The act also contains an extensive list of exemptions (cases for which companies are not required to obtain meaningful consent from individuals whose personal information they are collecting, using or disclosing). These exemptions include various business activities, such as:
an activity that is necessary to provide or deliver a product or service that the individual has requested from the organization;
an activity that is carried out in the exercise of due diligence to prevent or reduce the organization’s commercial risk;
an activity that is necessary for the organization’s information, system or network security;
an activity that is necessary for the safety of a product or service that the organization provides or delivers;
an activity in the course of which obtaining the individual’s consent would be impracticable because the organization does not have a direct relationship with the individual; and
any other prescribed activity.
There are many more exemptions listed in the proposed bill. It seems that businesses may have many options to choose from when categorizing the personal information they use, collect or disclose as requiring or not requiring meaningful consent.
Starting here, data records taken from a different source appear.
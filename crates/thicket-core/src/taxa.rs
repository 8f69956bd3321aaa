//! Taxon names paired with sampling ages.

use crate::error::DataError;

/// A set of taxa, each with the age (time before present) at which it
/// was sampled. Contemporary taxa have age 0.
#[derive(Clone, Debug, PartialEq)]
pub struct TaxaAges {
    names: Vec<String>,
    ages: Vec<f64>,
}

impl TaxaAges {
    /// Pair names with ages.
    ///
    /// # Errors
    ///
    /// [`DataError::LengthMismatch`] if the lengths differ and
    /// [`DataError::InvalidAge`] for a negative or non-finite age.
    pub fn new(names: Vec<String>, ages: Vec<f64>) -> Result<Self, DataError> {
        if names.len() != ages.len() {
            return Err(DataError::LengthMismatch {
                what: "ages",
                expected: names.len(),
                actual: ages.len(),
            });
        }
        if let Some((index, &age)) = ages
            .iter()
            .enumerate()
            .find(|(_, a)| !a.is_finite() || **a < 0.0)
        {
            return Err(DataError::InvalidAge { index, age });
        }
        Ok(Self { names, ages })
    }

    /// Taxa all sampled at the present.
    pub fn contemporary(names: Vec<String>) -> Self {
        let ages = vec![0.0; names.len()];
        Self { names, ages }
    }

    /// Number of taxa.
    pub fn len(&self) -> usize {
        self.names.len()
    }

    /// Whether there are no taxa.
    pub fn is_empty(&self) -> bool {
        self.names.is_empty()
    }

    /// Taxon names.
    pub fn names(&self) -> &[String] {
        &self.names
    }

    /// Sampling ages, parallel to [`names`](Self::names).
    pub fn ages(&self) -> &[f64] {
        &self.ages
    }

    /// `(name, age)` pairs.
    pub fn iter(&self) -> impl Iterator<Item = (&str, f64)> {
        self.names
            .iter()
            .map(String::as_str)
            .zip(self.ages.iter().copied())
    }
}
//! Thicket: probabilistic model graphs with phylogenetic tree priors.
//!
//! This is the top-level facade crate that re-exports the public API from all
//! Thicket sub-crates. For most users, adding `thicket` as a single dependency
//! is sufficient.
//!
//! # Quick start
//!
//! ```rust
//! use thicket::prelude::*;
//!
//! // theta ~ LogNormal(meanlog=3.0, sdlog=0.5); psi ~ Coalescent(theta=theta, n=10)
//! let mut model = Model::new();
//! let meanlog = model.constant("meanlog", 3.0);
//! let sdlog = model.constant("sdlog", 0.5);
//! let prior = model
//!     .generator(LogNormal, &[("meanlog", meanlog), ("sdlog", sdlog)])
//!     .unwrap();
//! let theta = model.random_variable(prior, Some("theta")).unwrap();
//!
//! let n = model.constant("n", 10i64);
//! let coalescent = model
//!     .generator(Coalescent, &[("theta", theta.id()), ("n", n)])
//!     .unwrap();
//! let psi = model.random_variable(coalescent, Some("psi")).unwrap();
//!
//! let mut rng = <ModelRng as rand::SeedableRng>::seed_from_u64(42);
//! let tree = model.sample(psi, &mut rng).unwrap().as_tree().unwrap();
//! assert_eq!(tree.n_taxa(), 10);
//! assert!(model.log_density(psi).unwrap().is_finite());
//!
//! println!("{}", model.program(psi.id()).unwrap());
//! ```
//!
//! # Modules
//!
//! Each module corresponds to a sub-crate. Use them for types not in the prelude:
//!
//! | Module | Sub-crate | Contents |
//! |--------|-----------|----------|
//! | [`tree`] | `thicket-tree` | `TimeTree`, Newick output, oldest-first reconstruction |
//! | [`types`] | `thicket-core` | IDs, `Datum`, descriptors, data objects, errors |
//! | [`graph`] | `thicket-graph` | `Model`, `Generator`, traversal, codegen, registry, sampler |
//! | [`generators`] | `thicket-generators` | Tree priors, distributions, functions |

#![deny(missing_docs)]
#![deny(rustdoc::broken_intra_doc_links)]
#![forbid(unsafe_code)]

/// Time trees (`thicket-tree`).
///
/// Most users only need [`tree::TimeTree`], which is also in the
/// [`prelude`].
pub use thicket_tree as tree;

/// Core types, descriptors, and errors (`thicket-core`).
pub use thicket_core as types;

/// The model graph (`thicket-graph`).
///
/// The [`graph::Generator`] trait is the main extension point for
/// user-defined distributions and functions.
pub use thicket_graph as graph;

/// The standard generator catalog (`thicket-generators`).
pub use thicket_generators as generators;

/// Common imports for typical Thicket usage.
///
/// ```rust
/// use thicket::prelude::*;
/// ```
pub mod prelude {
    // Trees
    pub use thicket_tree::{NodeIndex, TimeTree};

    // Core types
    pub use thicket_core::{Alignment, Datum, DatumKind, GeneratorId, TaxaAges, ValueId};

    // Errors
    pub use thicket_core::{GenerateError, ModelError};

    // Graph
    pub use thicket_graph::{
        Args, Generator, Model, ModelRng, RandomVariable, Registry, Sampler, SamplerConfig,
    };

    // Generators
    pub use thicket_generators::{
        BirthDeathSerialSampling, Coalescent, Exp, LogNormal, Normal, StandardLibrary, Uniform,
    };
}
//! Leaf-set parameters shared by the tree generators.

use thicket_core::{Datum, DatumKind, GenerateError};
use thicket_graph::Args;

/// Which of several mutually exclusive parameters is bound.
pub(crate) fn exactly_one<'s>(args: &Args<'_>, names: &[&'s str]) -> Result<&'s str, GenerateError> {
    let bound: Vec<&str> = names.iter().copied().filter(|n| args.is_bound(n)).collect();
    match bound.as_slice() {
        [one] => Ok(*one),
        [] => Err(GenerateError::ConflictingParameters {
            reason: format!("one of {} is required", names.join(", ")),
        }),
        _ => Err(GenerateError::ConflictingParameters {
            reason: format!("only one of {} may be given", bound.join(", ")),
        }),
    }
}

/// A non-negative integer parameter as a count.
pub(crate) fn count(args: &Args<'_>, name: &str) -> Result<usize, GenerateError> {
    let n = args.integer(name)?;
    usize::try_from(n).map_err(|_| GenerateError::invalid(name, format!("{n} is negative")))
}

/// Leaf names `"0"`, `"1"`, ...
pub(crate) fn numbered(n: usize) -> Vec<String> {
    (0..n).map(|i| i.to_string()).collect()
}

/// Taxon names from a string array or a taxa object.
pub(crate) fn names(args: &Args<'_>, name: &str) -> Result<Vec<String>, GenerateError> {
    match args.require(name)? {
        Datum::TextArray(names) => Ok(names.clone()),
        Datum::Taxa(taxa) => Ok(taxa.names().to_vec()),
        other => Err(GenerateError::ParameterType {
            name: name.to_string(),
            expected: format!("{} | {}", DatumKind::TextArray, DatumKind::Taxa),
            actual: other.kind(),
        }),
    }
}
Canada’s proposed privacy bill creates new burdens for companies, including a privacy-focused compliance program, the designation of a responsible individual and some notification requirements.
Companies should study the exemptions regarding obtaining meaningful consent with legal counsel.
1 Government of Canada, “New proposed law to better protect Canadians’ privacy and increase their control over their data and personal information,” news release, November 17, 2020, https://bit.ly/2Vi85TZ.
2 Bill C-11, An Act to enact the Consumer Privacy Protection Act and the Personal Information and Data Protection Tribunal Act and to make consequential and related amendments to other Acts, 2nd Session, 43rd Parliament, 2020, https://bit.ly/2VkHLbC.
3 Council Regulation 2016/679, General Data Protection Regulation, 2016 O.J. L119, art. 4, https://bit.ly/2Vy4D7R.
4 Bill C-11, An Act to enact the Consumer Privacy Protection Act and the Personal Information and Data Protection Tribunal Act and to make consequential and related amendments to other Acts.